**THE TASK:**
The task calls for each line of the records below in which the word "Applied" appears.

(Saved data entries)

//! Scoped table state: the single owner of one table's rows and highlight timers.

use std::sync::Arc;

use gridwatch_core::{Diagnostic, RowId, Scope, Snapshot};
use metrics::counter;
use tokio::time::Instant;
use tracing::{debug, info};

use crate::highlight::HighlightScheduler;
use crate::reconcile::{reconcile, RowSet};

#[derive(Debug, Clone, PartialEq, Eq)]
pub enum Applied {
    /// Snapshot was tagged for a scope that is not the active subscription.
    Stale,
    Reconciled(ReconcileSummary),
}

#[derive(Debug, Clone, Default, PartialEq, Eq)]
pub struct ReconcileSummary {
    pub inserted: usize,
    pub changed: Vec<RowId>,
    pub removed: Vec<RowId>,
    pub diagnostics: Vec<Diagnostic>,
}

/// Rows, scope and timers for one table. Every mutation swaps in a new `Arc<RowSet>`.
#[derive(Debug)]
pub struct TableState {
    scope: Option<Scope>,
    rows: Arc<RowSet>,
    highlights: HighlightScheduler,
    epoch: u64,
}

impl Default for TableState {
    fn default() -> Self {
        Self::new(HighlightScheduler::default())
    }
}

impl TableState {
    pub fn new(highlights: HighlightScheduler) -> Self {
        Self { scope: None, rows: Arc::new(RowSet::default()), highlights, epoch: 0 }
    }

    pub fn scope(&self) -> Option<&Scope> {
        self.scope.as_ref()
    }

    pub fn rows(&self) -> Arc<RowSet> {
        Arc::clone(&self.rows)
    }

    pub fn epoch(&self) -> u64 {
        self.epoch
    }

    pub fn highlights(&self) -> &HighlightScheduler {
        &self.highlights
    }

    /// Switch the active subscription. Rows and pending timers of the old scope
    /// are discarded. Returns false when `scope` is already active.
    pub fn subscribe(&mut self, scope: Scope) -> bool {
        if self.scope.as_ref() == Some(&scope) {
            return false;
        }
        info!(from = ?self.scope.as_ref().map(|s| s.key()), to = %scope, pending_highlights = self.highlights.len(), "scope changed");
        self.scope = Some(scope);
        self.rows = Arc::new(RowSet::default());
        self.highlights.clear();
        self.epoch += 1;
        true
    }

    /// Merge a snapshot for the active scope; snapshots for any other scope are ignored.
    pub fn apply_snapshot(&mut self, snapshot: &Snapshot, now: Instant) -> Applied {
        let Some(active) = self.scope.as_ref() else {
            debug!(scope = %snapshot.scope, "snapshot before any subscription; ignored");
            counter!("snapshots_stale_total").increment(1);
            return Applied::Stale;
        };
        if *active != snapshot.scope {
            debug!(scope = %snapshot.scope, active = %active, "stale snapshot; ignored");
            counter!("snapshots_stale_total").increment(1);
            return Applied::Stale;
        }

        let out = reconcile(&self.rows, active, &snapshot.rows);
        for id in out.removed.iter() {
            self.highlights.cancel(id);
        }
        self.highlights.arm(out.changed.iter(), now);
        debug!(
            scope = %active,
            total = out.rows.len(),
            inserted = out.inserted.len(),
            changed = out.changed.len(),
            removed = out.removed.len(),
            "snapshot reconciled"
        );
        self.rows = Arc::new(out.rows);
        self.epoch += 1;
        Applied::Reconciled(ReconcileSummary {
            inserted: out.inserted.len(),
            changed: out.changed,
            removed: out.removed,
            diagnostics: out.diagnostics,
        })
    }

    /// Clear `has_updated` on every row whose highlight window ended by `now`.
    pub fn expire_highlights(&mut self, now: Instant) -> Vec<RowId> {
        let due = self.highlights.expire(now);
        if due.is_empty() {
            return due;
        }
        counter!("highlights_expired_total").increment(due.len() as u64);
        self.rows = Arc::new(self.rows.with_highlight_cleared(&due));
        self.epoch += 1;
        due
    }

    pub fn next_deadline(&self) -> Option<Instant> {
        self.highlights.next_deadline()
    }
}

**RESULT OF THIS EXERCISE:**
pub enum Applied {
    pub fn apply_snapshot(&mut self, snapshot: &Snapshot, now: Instant) -> Applied {
            return Applied::Stale;
            return Applied::Stale;
        Applied::Reconciled(ReconcileSummary {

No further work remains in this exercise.